━━ RECORDS SHOWN ━━

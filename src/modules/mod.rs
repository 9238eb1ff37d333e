//! Infrastructure adapters shared by features
//!
//! `storage` holds the S3-compatible object store used for report photos.

pub mod storage;
use serde::{Deserialize, Serialize};
use utoipa::ToSchema;

/// Request DTO for image classification
#[derive(Debug, Clone, Default, Serialize, Deserialize, ToSchema)]
#[serde(rename_all = "camelCase")]
pub struct ClassifyImageDto {
    /// Base64 image, optionally as a `data:image/...;base64,` URL
    pub image_base64: Option<String>,
}

/// Request DTO for voice-note transcription
#[derive(Debug, Clone, Default, Serialize, Deserialize, ToSchema)]
#[serde(rename_all = "camelCase")]
pub struct TranscribeAudioDto {
    /// Base64 audio, optionally as a `data:audio/...;base64,` URL
    pub audio_base64: Option<String>,
}

/// Request DTO for completion verification
#[derive(Debug, Clone, Default, Serialize, Deserialize, ToSchema)]
#[serde(rename_all = "camelCase")]
pub struct VerifyCompletionDto {
    /// The citizen's photo of the issue
    pub original_image: Option<String>,
    /// The worker's photo after cleanup
    pub proof_image: Option<String>,
    pub category: Option<String>,
    pub description: Option<String>,
}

━━━

## TASK STATEMENT
Print all of the entries again, exactly as written.

## ANSWER BOX
filename src/modules/mod.rs
repository 9238eb1ff37d333e
//! Infrastructure adapters shared by features
//!
//! `storage` holds the S3-compatible object store used for report photos.

pub mod storage;
use serde::{Deserialize, Serialize};
use utoipa::ToSchema;

/// Request DTO for image classification
#[derive(Debug, Clone, Default, Serialize, Deserialize, ToSchema)]
#[serde(rename_all = "camelCase")]
pub struct ClassifyImageDto {
    /// Base64 image, optionally as a `data:image/...;base64,` URL
    pub image_base64: Option<String>,
}

/// Request DTO for voice-note transcription
#[derive(Debug, Clone, Default, Serialize, Deserialize, ToSchema)]
#[serde(rename_all = "camelCase")]
pub struct TranscribeAudioDto {
    /// Base64 audio, optionally as a `data:audio/...;base64,` URL
    pub audio_base64: Option<String>,
}

/// Request DTO for completion verification
#[derive(Debug, Clone, Default, Serialize, Deserialize, ToSchema)]
#[serde(rename_all = "camelCase")]
pub struct VerifyCompletionDto {
    /// The citizen's photo of the issue
    pub original_image: Option<String>,
    /// The worker's photo after cleanup
    pub proof_image: Option<String>,
    pub category: Option<String>,
    pub description: Option<String>,
}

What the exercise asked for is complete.